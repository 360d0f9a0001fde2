//! Name lookup policy for reference tokens.

use crate::model::SymbolTable;
use docscope_api::models::naming::{RefShape, category_name, parse_ref_token};
use docscope_api::models::{EntityId, EntityKind, EntityVariant, MethodScope};
use std::collections::HashSet;

#[derive(Debug, Clone, PartialEq, Eq)]
pub enum Lookup {
    Found(EntityId),
    /// Several equally specific matches, in id order.
    Ambiguous(Vec<EntityId>),
    Missing,
}

impl Lookup {
    fn from_candidates(mut ids: Vec<EntityId>) -> Self {
        ids.sort();
        ids.dedup();
        match ids.len() {
            0 => Lookup::Missing,
            1 => Lookup::Found(ids[0]),
            _ => Lookup::Ambiguous(ids),
        }
    }

    pub fn target(&self) -> Option<EntityId> {
        match self {
            Lookup::Found(id) => Some(*id),
            _ => None,
        }
    }
}

/// Container a documented entity belongs to: containers are their own,
/// members use their owner and arguments the owner of their method.
pub fn context_container(table: &SymbolTable, id: EntityId) -> Option<EntityId> {
    let entity = table.get(id)?;
    if entity.kind().is_container() {
        return Some(id);
    }
    let owner = table.get(entity.owner()?)?;
    if owner.kind().is_container() {
        Some(owner.id)
    } else {
        owner.owner()
    }
}

/// Resolve a comment token written in the documentation of `context`.
pub fn lookup_token(table: &SymbolTable, token: &str, context: Option<EntityId>) -> Lookup {
    match parse_ref_token(token) {
        // A class and a protocol may share a name; prose means the class.
        Some(RefShape::Symbol(name)) => table
            .lookup_id(EntityKind::Class, &name)
            .or_else(|| table.lookup_id(EntityKind::Protocol, &name))
            .map_or(Lookup::Missing, Lookup::Found),
        Some(RefShape::Category { class, category }) => {
            let kind = if category.is_some() {
                EntityKind::Category
            } else {
                EntityKind::Extension
            };
            table
                .lookup_id(kind, &category_name(&class, category.as_deref()))
                .map_or(Lookup::Missing, Lookup::Found)
        }
        Some(RefShape::Member {
            scope,
            owner,
            member,
        }) => lookup_member(table, scope, &owner, &member),
        Some(RefShape::Selector(selector)) => lookup_selector(table, &selector, context),
        None => Lookup::Missing,
    }
}

/// Containers searched for `owner`: an explicit category, or the class, its
/// categories and extensions, then a protocol of that name.
fn owner_containers(table: &SymbolTable, owner: &str) -> Vec<EntityId> {
    if owner.contains('(') {
        return [EntityKind::Category, EntityKind::Extension]
            .into_iter()
            .filter_map(|kind| table.lookup_id(kind, owner))
            .collect();
    }
    let mut containers: Vec<EntityId> =
        table.lookup_id(EntityKind::Class, owner).into_iter().collect();
    containers.extend(table.categories_of(owner).into_iter().map(|c| c.id));
    containers.extend(table.lookup_id(EntityKind::Protocol, owner));
    containers
}

/// Containers related to `container` for local lookups, nearest first.
fn related_containers(table: &SymbolTable, container: EntityId) -> Vec<EntityId> {
    let Some(entity) = table.get(container) else {
        return Vec::new();
    };
    let class_name = match entity.extended_class() {
        Some(class) => class.name.as_str(),
        None if entity.kind() == EntityKind::Class => entity.name(),
        None => return vec![container],
    };
    let mut related = vec![container];
    related.extend(table.lookup_id(EntityKind::Class, class_name));
    related.extend(table.categories_of(class_name).into_iter().map(|c| c.id));
    let mut seen = HashSet::new();
    related.retain(|id| seen.insert(*id));
    related
}

fn members_named(
    table: &SymbolTable,
    container: EntityId,
    scope: Option<MethodScope>,
    member: &str,
) -> Vec<EntityId> {
    table
        .members_of(container)
        .into_iter()
        .filter(|m| m.common.display_name == member)
        .filter(|m| match (&m.variant, scope) {
            (EntityVariant::Method(info), Some(scope)) => info.scope == scope,
            (EntityVariant::Property(_), Some(_)) => false,
            _ => true,
        })
        .map(|m| m.id)
        .collect()
}

fn lookup_member(
    table: &SymbolTable,
    scope: Option<MethodScope>,
    owner: &str,
    member: &str,
) -> Lookup {
    for container in owner_containers(table, owner) {
        let hits = members_named(table, container, scope, member);
        if !hits.is_empty() {
            return Lookup::from_candidates(hits);
        }
    }
    Lookup::Missing
}

/// A bare selector: the documenting container and its relatives first, then
/// any method in the table with that selector.
fn lookup_selector(table: &SymbolTable, selector: &str, context: Option<EntityId>) -> Lookup {
    if let Some(context) = context {
        for container in related_containers(table, context) {
            let hits = members_named(table, container, None, selector);
            if !hits.is_empty() {
                return Lookup::from_candidates(hits);
            }
        }
    }
    Lookup::from_candidates(table.with_display_name(EntityKind::Method, selector))
}
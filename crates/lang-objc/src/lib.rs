//! Objective-C front end: tree-sitter parsing, declaration scanner and comment associator.

pub mod associator;
pub mod comment;
pub mod error;
pub mod parser;
pub mod queries;
pub mod scanner;
pub mod syntax;

pub use error::{ObjcError, Result};
pub use parser::ObjcParser;

use docscope_api::models::{AssociationOutput, Language, ScanOutput, SourceUnit};
use docscope_api::{AssociationConfig, LanguageFrontend};
use std::sync::Arc;

#[derive(Debug, Clone)]
pub struct ObjcFrontend {
    parser: ObjcParser,
}

impl ObjcFrontend {
    /// Loads the grammar and compiles the definition query.
    pub fn new() -> Result<Self> {
        Ok(Self {
            parser: ObjcParser::new()?,
        })
    }
}

impl LanguageFrontend for ObjcFrontend {
    fn language(&self) -> Language {
        Language::OBJC
    }

    fn supported_extensions(&self) -> &[&str] {
        &["h", "m", "mm"]
    }

    fn scan(&self, file: Arc<str>, text: &str) -> ScanOutput {
        scanner::scan(&self.parser, file, text)
    }

    fn associate(&self, unit: SourceUnit, config: &AssociationConfig) -> AssociationOutput {
        associator::associate(unit, config)
    }
}
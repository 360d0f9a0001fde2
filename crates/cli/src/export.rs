use crate::view::render_diagnostic;
use docscope_core::DocConfig;
use std::path::{Path, PathBuf};
use tracing::info;

pub fn run(
    config: DocConfig,
    paths: &[PathBuf],
    output: Option<&Path>,
    pretty: bool,
) -> Result<(), Box<dyn std::error::Error>> {
    let generated = crate::generate(config, paths)?;
    for diagnostic in &generated.diagnostics {
        eprintln!("{}", render_diagnostic(diagnostic));
    }

    let json = if pretty {
        serde_json::to_string_pretty(&generated.table)?
    } else {
        serde_json::to_string(&generated.table)?
    };
    match output {
        Some(path) => {
            std::fs::write(path, json)?;
            info!("Exported {} entities to {}", generated.table.len(), path.display());
        }
        None => println!("{json}"),
    }
    Ok(())
}
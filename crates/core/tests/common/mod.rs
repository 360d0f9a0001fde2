use docscope_api::models::{DocumentedEntity, EntityKind, SourceInput};
use docscope_core::{DocConfig, DocEngine, GenerationOutput};
use docscope_objc::ObjcFrontend;
use std::sync::Arc;

#[allow(dead_code)]
pub fn engine_with(config: DocConfig) -> DocEngine {
    DocEngine::new(config)
        .expect("valid config")
        .with_frontend(Arc::new(ObjcFrontend::new().expect("objc grammar loads")))
}

#[allow(dead_code)]
pub fn generate(files: &[(&str, &str)]) -> GenerationOutput {
    generate_with(DocConfig::default(), files)
}

#[allow(dead_code)]
pub fn generate_with(config: DocConfig, files: &[(&str, &str)]) -> GenerationOutput {
    let inputs = files
        .iter()
        .map(|(file, text)| SourceInput::new(*file, *text))
        .collect();
    engine_with(config).generate(inputs).expect("generation succeeds")
}

#[allow(dead_code)]
pub fn entity<'a>(
    output: &'a GenerationOutput,
    kind: EntityKind,
    name: &str,
) -> &'a DocumentedEntity {
    output
        .table
        .lookup(kind, name)
        .unwrap_or_else(|| panic!("{kind} `{name}` not found"))
}
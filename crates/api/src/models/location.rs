use schemars::JsonSchema;
use serde::{Deserialize, Serialize};
use std::cmp::Ordering;
use std::fmt;
use std::sync::Arc;

/// Line/column span inside one source unit. Lines and columns are 1-based.
#[derive(Serialize, Deserialize, Debug, Clone, Copy, Default, PartialEq, Eq, Hash, JsonSchema)]
pub struct Range {
    pub start_line: usize,
    pub start_col: usize,
    pub end_line: usize,
    pub end_col: usize,
}

impl Range {
    pub fn new(start_line: usize, start_col: usize, end_line: usize, end_col: usize) -> Self {
        Self {
            start_line,
            start_col,
            end_line,
            end_col,
        }
    }

    pub fn contains(&self, line: usize, col: usize) -> bool {
        if line < self.start_line || line > self.end_line {
            return false;
        }
        if line == self.start_line && col < self.start_col {
            return false;
        }
        if line == self.end_line && col > self.end_col {
            return false;
        }
        true
    }

    /// Grow this range so that it ends where `other` ends.
    pub fn extend_to(&mut self, other: &Range) {
        if (other.end_line, other.end_col) > (self.end_line, self.end_col) {
            self.end_line = other.end_line;
            self.end_col = other.end_col;
        }
    }
}

/// Where something was found: a file identifier plus a range.
///
/// Locations order by file identifier first and then by position, which is
/// the canonical order used to fold several sightings of one entity.
#[derive(Serialize, Deserialize, Debug, Clone, PartialEq, Eq, Hash, JsonSchema)]
pub struct SourceLocation {
    #[serde(with = "crate::models::util::serde_arc_str")]
    #[schemars(with = "String")]
    pub file: Arc<str>,
    pub range: Range,
}

impl SourceLocation {
    pub fn new(file: Arc<str>, range: Range) -> Self {
        Self { file, range }
    }

    pub fn line(&self) -> usize {
        self.range.start_line
    }
}

impl Ord for SourceLocation {
    fn cmp(&self, other: &Self) -> Ordering {
        self.file
            .cmp(&other.file)
            .then(self.range.start_line.cmp(&other.range.start_line))
            .then(self.range.start_col.cmp(&other.range.start_col))
            .then(self.range.end_line.cmp(&other.range.end_line))
            .then(self.range.end_col.cmp(&other.range.end_col))
    }
}

impl PartialOrd for SourceLocation {
    fn partial_cmp(&self, other: &Self) -> Option<Ordering> {
        Some(self.cmp(other))
    }
}

impl fmt::Display for SourceLocation {
    fn fmt(&self, f: &mut fmt::Formatter<'_>) -> fmt::Result {
        write!(f, "{}:{}", self.file, self.range.start_line)
    }
}
pub mod config;
pub mod engine;
pub mod error;
pub mod ingest;
pub mod logging;
pub mod markup;
pub mod model;
pub mod resolver;

pub use config::DocConfig;
pub use engine::{DocEngine, GenerationOutput, GenerationStats};
pub use error::{DocscopeError, Result};
pub use model::{RelationGraph, SymbolTable};
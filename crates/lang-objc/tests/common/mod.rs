use docscope_api::models::{AssociatedDeclaration, AssociationOutput, ScanOutput};
use docscope_api::{AssociationConfig, LanguageFrontend};
use docscope_objc::ObjcFrontend;
use std::sync::Arc;

#[allow(dead_code)]
pub fn frontend() -> ObjcFrontend {
    ObjcFrontend::new().expect("objc grammar loads")
}

#[allow(dead_code)]
pub fn scan_source(file: &str, src: &str) -> ScanOutput {
    frontend().scan(Arc::from(file), src)
}

#[allow(dead_code)]
pub fn associate_source(file: &str, src: &str) -> AssociationOutput {
    let frontend = frontend();
    let scanned = frontend.scan(Arc::from(file), src);
    let mut out = frontend.associate(scanned.unit, &AssociationConfig::default());
    out.diagnostics.extend(scanned.diagnostics);
    out
}

#[allow(dead_code)]
pub fn find<'a>(out: &'a AssociationOutput, name: &str) -> &'a AssociatedDeclaration {
    out.declarations
        .iter()
        .find(|d| d.declaration.name == name)
        .unwrap_or_else(|| panic!("declaration `{name}` not found"))
}
use crate::models::{AssociationOutput, Language, ScanOutput, SourceUnit};
use serde::{Deserialize, Serialize};
use std::sync::Arc;

/// Rules for attaching comments to declarations.
#[derive(Debug, Clone, PartialEq, Eq, Serialize, Deserialize)]
#[serde(default)]
pub struct AssociationConfig {
    /// Blank lines tolerated between a comment and the declaration it documents.
    pub max_blank_lines: usize,
    /// Report same-line comments that could also lead the next declaration.
    pub report_ambiguities: bool,
    /// Report documentation comments that end up attached to nothing.
    pub report_orphans: bool,
}

impl Default for AssociationConfig {
    fn default() -> Self {
        Self {
            max_blank_lines: 1,
            report_ambiguities: false,
            report_orphans: false,
        }
    }
}

/// Language-specific front half of the pipeline: scanning and comment association.
///
/// Both operations work on a single source unit and never fail; anything
/// odd becomes a diagnostic in the output.
pub trait LanguageFrontend: Send + Sync {
    fn language(&self) -> Language;

    fn supported_extensions(&self) -> &[&str];

    /// Split raw text into declarations and documentation comments.
    fn scan(&self, file: Arc<str>, text: &str) -> ScanOutput;

    /// Attach comment blocks to the declarations they document.
    fn associate(&self, unit: SourceUnit, config: &AssociationConfig) -> AssociationOutput;

    fn supports_file(&self, file: &str) -> bool {
        match file.rsplit_once('.') {
            Some((_, ext)) => self
                .supported_extensions()
                .iter()
                .any(|e| e.eq_ignore_ascii_case(ext)),
            None => false,
        }
    }
}
//! Declaration scanner.
//!
//! The source is parsed with tree-sitter and the definition query locates
//! containers, members and comments. Names, selectors and types are then read
//! from the leaf tokens of each located node, so attribute macros the grammar
//! does not know stay attached to their declaration. Declarations, comments
//! and code markers are emitted in source order; syntax errors outside of a
//! readable declaration become diagnostics.

mod container;
mod member;

use crate::comment;
use crate::parser::ObjcParser;
use crate::queries::objc_definitions::DefinitionIndices;
use crate::syntax::{self, Leaf, LeafKind, Leaves, MissingToken};
use docscope_api::models::util::collapse_whitespace;
use docscope_api::models::{
    CommentBlock, CommentPlacement, CommentStyle, Declaration, Diagnostic, DiagnosticKind, Range,
    ScanOutput, SourceItem, SourceLocation, SourceUnit,
};
use smol_str::SmolStr;
use std::cmp::Reverse;
use std::collections::HashSet;
use std::sync::Arc;
use tracing::debug;
use tree_sitter::{Query, QueryCursor, StreamingIterator, Tree};

/// Scan one source unit.
pub fn scan(parser: &ObjcParser, file: Arc<str>, src: &str) -> ScanOutput {
    let tree = match parser.parse(src) {
        Ok(tree) => tree,
        Err(err) => {
            let location = SourceLocation::new(file.clone(), Range::new(1, 1, 1, 1));
            return ScanOutput {
                unit: SourceUnit::new(file),
                diagnostics: vec![
                    Diagnostic::warning(
                        DiagnosticKind::MalformedDeclaration,
                        format!("source could not be parsed: {err}"),
                    )
                    .at(location),
                ],
            };
        }
    };
    let located = locate(&tree, src, &parser.definition_query, &parser.indices);
    let leaves = syntax::collect(&tree, src, &located.comments);
    Scanner::new(file, src, leaves).run(&located)
}

/// Which kind of block a member list lives in.
#[derive(Debug, Clone, Copy, PartialEq, Eq)]
pub(crate) enum BodyKind {
    Interface,
    Protocol,
    Implementation,
}

/// `NS_DESIGNATED_INITIALIZER`, `API_AVAILABLE(ios(13))`, `__attribute__((deprecated))`.
///
/// Region markers such as `NS_ASSUME_NONNULL_BEGIN` stand alone and count as code.
pub(crate) fn is_attribute_macro(text: &str) -> bool {
    if text.starts_with("__") {
        return text.len() > 2;
    }
    if text.ends_with("_BEGIN") || text.ends_with("_END") {
        return false;
    }
    is_macro_name(text)
}
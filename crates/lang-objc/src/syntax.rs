//! Leaf tokens of a parse tree, positioned the way diagnostics report them.
//!
//! Lines and columns are 1-based; columns count characters. End positions
//! point at the last character of a leaf.

use crate::comment;
use std::collections::HashSet;
use tree_sitter::Tree;

#[derive(Debug, Clone, Copy, PartialEq, Eq)]
pub enum LeafKind {
    Ident,
    /// `@interface`, `@end`, `@optional`.
    AtKeyword,
    Punct,
    /// Numbers, strings, directives and anything else.
    Literal,
    DocComment,
    PlainComment,
}

#[derive(Debug, Clone, Copy, PartialEq, Eq)]
pub struct Leaf<'a> {
    pub kind: LeafKind,
    pub text: &'a str,
    pub start: usize,
    pub end: usize,
    pub line: usize,
    pub col: usize,
    pub end_line: usize,
    pub end_col: usize,
    /// Blank lines between the previous leaf and this one.
    pub blank_lines_before: usize,
    /// No code precedes this leaf on its line.
    pub first_on_line: bool,
}

impl<'a> Leaf<'a> {
    pub fn is_punct(&self, c: char) -> bool {
        self.kind == LeafKind::Punct && self.text.len() == c.len_utf8() && self.text.starts_with(c)
    }

    pub fn is_ident(&self) -> bool {
        self.kind == LeafKind::Ident
    }

    pub fn is_keyword(&self, keyword: &str) -> bool {
        self.kind == LeafKind::AtKeyword && self.text == keyword
    }

    pub fn is_comment(&self) -> bool {
        matches!(self.kind, LeafKind::DocComment | LeafKind::PlainComment)
    }
}

/// A zero-width token the parser inserted while recovering.
#[derive(Debug, Clone, Copy, PartialEq, Eq)]
pub struct MissingToken {
    pub kind: &'static str,
    pub offset: usize,
}

#[derive(Debug, Default)]
pub struct Leaves<'a> {
    pub leaves: Vec<Leaf<'a>>,
    pub missing: Vec<MissingToken>,
}

fn is_ident_text(text: &str) -> bool {
    let mut chars = text.chars();
    match chars.next() {
        Some(c) if c.is_alphabetic() || c == '_' || c == '$' => {}
        _ => return false,
    }
    chars.all(|c| c.is_alphanumeric() || c == '_' || c == '$')
}

fn classify(text: &str, is_comment: bool) -> LeafKind {
    if is_comment {
        return if comment::is_doc_comment(text) {
            LeafKind::DocComment
        } else {
            LeafKind::PlainComment
        };
    }
    if text.strip_prefix('@').is_some_and(is_ident_text) {
        LeafKind::AtKeyword
    } else if is_ident_text(text) {
        LeafKind::Ident
    } else if text.chars().all(|c| c.is_ascii_punctuation()) {
        LeafKind::Punct
    } else {
        LeafKind::Literal
    }
}

/// Byte offset to line and column conversion.
pub struct LineIndex<'a> {
    src: &'a str,
    starts: Vec<usize>,
}

impl<'a> LineIndex<'a> {
    pub fn new(src: &'a str) -> Self {
        let starts = std::iter::once(0)
            .chain(src.match_indices('\n').map(|(i, _)| i + 1))
            .collect();
        Self { src, starts }
    }

    pub fn position(&self, offset: usize) -> (usize, usize) {
        let line = self.starts.partition_point(|&s| s <= offset).max(1);
        let line_start = self.starts.get(line - 1).copied().unwrap_or(0);
        let col = self
            .src
            .get(line_start..offset)
            .map_or(0, |s| s.chars().count());
        (line, col + 1)
    }

    /// Position of the last character of `start..end`, line breaks excluded.
    pub fn last_position(&self, start: usize, end: usize) -> (usize, usize) {
        let text = self.src.get(start..end).unwrap_or("");
        let trimmed = text.trim_end_matches(['\r', '\n']);
        let last = trimmed
            .char_indices()
            .last()
            .map_or(start, |(i, _)| start + i);
        self.position(last)
    }
}

/// Every leaf of `tree` in source order. Nodes starting at an offset in
/// `comments` are comments; `@` directly followed by a word becomes one keyword.
pub fn collect<'a>(tree: &Tree, src: &'a str, comments: &HashSet<usize>) -> Leaves<'a> {
    let mut spans: Vec<(usize, usize, bool)> = Vec::new();
    let mut missing = Vec::new();

    let mut cursor = tree.walk();
    'walk: loop {
        let node = cursor.node();
        if node.child_count() > 0 && cursor.goto_first_child() {
            continue;
        }
        if node.is_missing() {
            missing.push(MissingToken {
                kind: node.kind(),
                offset: node.start_byte(),
            });
        } else if node.end_byte() > node.start_byte() {
            let start = node.start_byte();
            spans.push((start, node.end_byte(), comments.contains(&start)));
        }
        loop {
            if cursor.goto_next_sibling() {
                continue 'walk;
            }
            if !cursor.goto_parent() {
                break 'walk;
            }
        }
    }

    let text_of = |(start, end): (usize, usize)| src.get(start..end).unwrap_or("");
    let mut merged: Vec<(usize, usize, bool)> = Vec::with_capacity(spans.len());
    for span in spans {
        if let Some(last) = merged.last_mut() {
            let joins = !last.2
                && !span.2
                && last.1 == span.0
                && text_of((last.0, last.1)) == "@"
                && is_ident_text(text_of((span.0, span.1)));
            if joins {
                last.1 = span.1;
                continue;
            }
        }
        merged.push(span);
    }

    let index = LineIndex::new(src);
    let mut leaves = Vec::with_capacity(merged.len());
    let mut prev_end: Option<usize> = None;
    let mut code_line: Option<usize> = None;
    for (start, end, is_comment) in merged {
        let text = text_of((start, end));
        let kind = classify(text, is_comment);
        let (line, col) = index.position(start);
        let (end_line, end_col) = index.last_position(start, end);

        let newlines = src
            .get(prev_end.unwrap_or(0)..start)
            .map_or(0, |gap| gap.matches('\n').count());
        let blank_lines_before = match prev_end {
            Some(_) => newlines.saturating_sub(1),
            None => newlines,
        };
        let first_on_line = code_line != Some(line);
        if !matches!(kind, LeafKind::DocComment | LeafKind::PlainComment) {
            code_line = Some(end_line);
        }
        prev_end = Some(end);

        leaves.push(Leaf {
            kind,
            text,
            start,
            end,
            line,
            col,
            end_line,
            end_col,
            blank_lines_before,
            first_on_line,
        });
    }

    Leaves { leaves, missing }
}

#[cfg(test)]
mod tests {
    use super::*;

    #[test]
    fn test_positions_count_characters() {
        let src = "ab\n\u{e9}t\u{e9} x\n";
        let index = LineIndex::new(src);
        assert_eq!(index.position(0), (1, 1));
        assert_eq!(index.position(3), (2, 1));
        let x = src.find('x').unwrap();
        assert_eq!(index.position(x), (2, 5));
        assert_eq!(index.last_position(3, x), (2, 4));
    }

    #[test]
    fn test_leaf_classification() {
        assert_eq!(classify("@interface", false), LeafKind::AtKeyword);
        assert_eq!(classify("NSObject", false), LeafKind::Ident);
        assert_eq!(classify("...", false), LeafKind::Punct);
        assert_eq!(classify("#import", false), LeafKind::Literal);
        assert_eq!(classify("42", false), LeafKind::Literal);
        assert_eq!(classify("/** Doc. */", true), LeafKind::DocComment);
        assert_eq!(classify("// note", true), LeafKind::PlainComment);
    }
}
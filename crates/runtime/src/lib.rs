use docscope_api::LanguageFrontend;
use docscope_core::{DocConfig, DocEngine, DocscopeError};
use ignore::WalkBuilder;
use std::path::{Path, PathBuf};
use std::sync::Arc;
use tracing::{debug, warn};

/// Assembles a generation engine with every bundled language frontend.
pub fn build_default_engine(config: DocConfig) -> docscope_core::Result<DocEngine> {
    let mut engine = DocEngine::new(config)?;
    let objc = docscope_objc::ObjcFrontend::new().map_err(|e| DocscopeError::FrontendInit {
        language: "objc".to_string(),
        reason: e.to_string(),
    })?;
    engine.register_frontend(Arc::new(objc));
    Ok(engine)
}

/// Initializes the logging system for a specific component.
/// This delegates to the core logging module.
pub fn init_logging(component: &str, to_stderr: bool) -> Option<impl Drop> {
    Some(docscope_core::logging::init_logging(component, to_stderr))
}

fn is_source_path(engine: &DocEngine, path: &Path) -> bool {
    path.to_str()
        .is_some_and(|p| engine.frontends().iter().any(|f| f.supports_file(p)))
}

/// Files under `roots` that one of the engine's frontends claims, honoring
/// ignore files, sorted and deduplicated. A root that is itself a file is taken as is.
pub fn discover_sources(engine: &DocEngine, roots: &[PathBuf]) -> Vec<PathBuf> {
    let mut files: Vec<PathBuf> = Vec::new();
    for root in roots {
        if root.is_file() {
            files.push(root.clone());
            continue;
        }
        if !root.exists() {
            warn!(path = %root.display(), "Input path does not exist");
            continue;
        }
        files.extend(
            WalkBuilder::new(root)
                .build()
                .filter_map(|entry| {
                    let entry = entry.ok()?;
                    let path = entry.path();
                    if path.is_file() && is_source_path(engine, path) {
                        return Some(path.to_path_buf());
                    }
                    None
                }),
        );
    }
    files.sort();
    files.dedup();
    debug!(count = files.len(), "Discovered source files");
    files
}

/// Reads every file as raw bytes, keyed by its path as written.
pub fn read_sources(files: &[PathBuf]) -> std::io::Result<Vec<(String, Vec<u8>)>> {
    files
        .iter()
        .map(|path| Ok((path.display().to_string(), std::fs::read(path)?)))
        .collect()
}

#[cfg(test)]
mod tests {
    use super::*;
    use std::fs;

    #[test]
    fn test_discovers_objc_sources_only() {
        let dir = tempfile::tempdir().unwrap();
        fs::create_dir_all(dir.path().join("sub")).unwrap();
        fs::write(dir.path().join("A.h"), "@interface A\n@end\n").unwrap();
        fs::write(dir.path().join("sub/B.m"), "@implementation A\n@end\n").unwrap();
        fs::write(dir.path().join("notes.txt"), "nothing").unwrap();

        let engine = build_default_engine(DocConfig::default()).unwrap();
        let files = discover_sources(&engine, &[dir.path().to_path_buf()]);
        let names: Vec<_> = files
            .iter()
            .filter_map(|p| p.file_name().and_then(|n| n.to_str()))
            .collect();
        assert_eq!(names, vec!["A.h", "B.m"]);
    }

    #[test]
    fn test_default_engine_generates_from_disk() {
        let dir = tempfile::tempdir().unwrap();
        fs::write(
            dir.path().join("A.h"),
            "/** Root. */\n@interface A : NSObject\n@end\n",
        )
        .unwrap();

        let engine = build_default_engine(DocConfig::default()).unwrap();
        let files = discover_sources(&engine, &[dir.path().to_path_buf()]);
        let output = engine.generate_bytes(read_sources(&files).unwrap()).unwrap();
        assert_eq!(output.stats.entities, 1);
        assert!(!output.has_errors());
    }
}
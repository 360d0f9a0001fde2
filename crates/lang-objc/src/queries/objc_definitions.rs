decl_indices!(DefinitionIndices, {
    comment => "comment",
    class_interface => "class_interface",
    category_interface => "category_interface",
    class_implementation => "class_implementation",
    category_implementation => "category_implementation",
    protocol => "protocol",
    method => "method",
    method_definition => "method_definition",
    property => "property",
    error => "error",
});

impl DefinitionIndices {
    /// Captures naming `@interface`, `@implementation` and `@protocol` blocks.
    pub fn is_container(&self, index: u32) -> bool {
        [
            self.class_interface,
            self.category_interface,
            self.class_implementation,
            self.category_implementation,
            self.protocol,
        ]
        .contains(&index)
    }

    /// Captures naming methods and properties.
    pub fn is_member(&self, index: u32) -> bool {
        [self.method, self.method_definition, self.property].contains(&index)
    }
}

pub const OBJC_DEFINITIONS_SCM: &str = include_str!("objc_definitions.scm");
----------
- _Task details_
For every line in the data above that holds "anything", return the line itself.

- _Problem solution_
/// Both operations work on a single source unit and never fail; anything
    /// Numbers, strings, directives and anything else.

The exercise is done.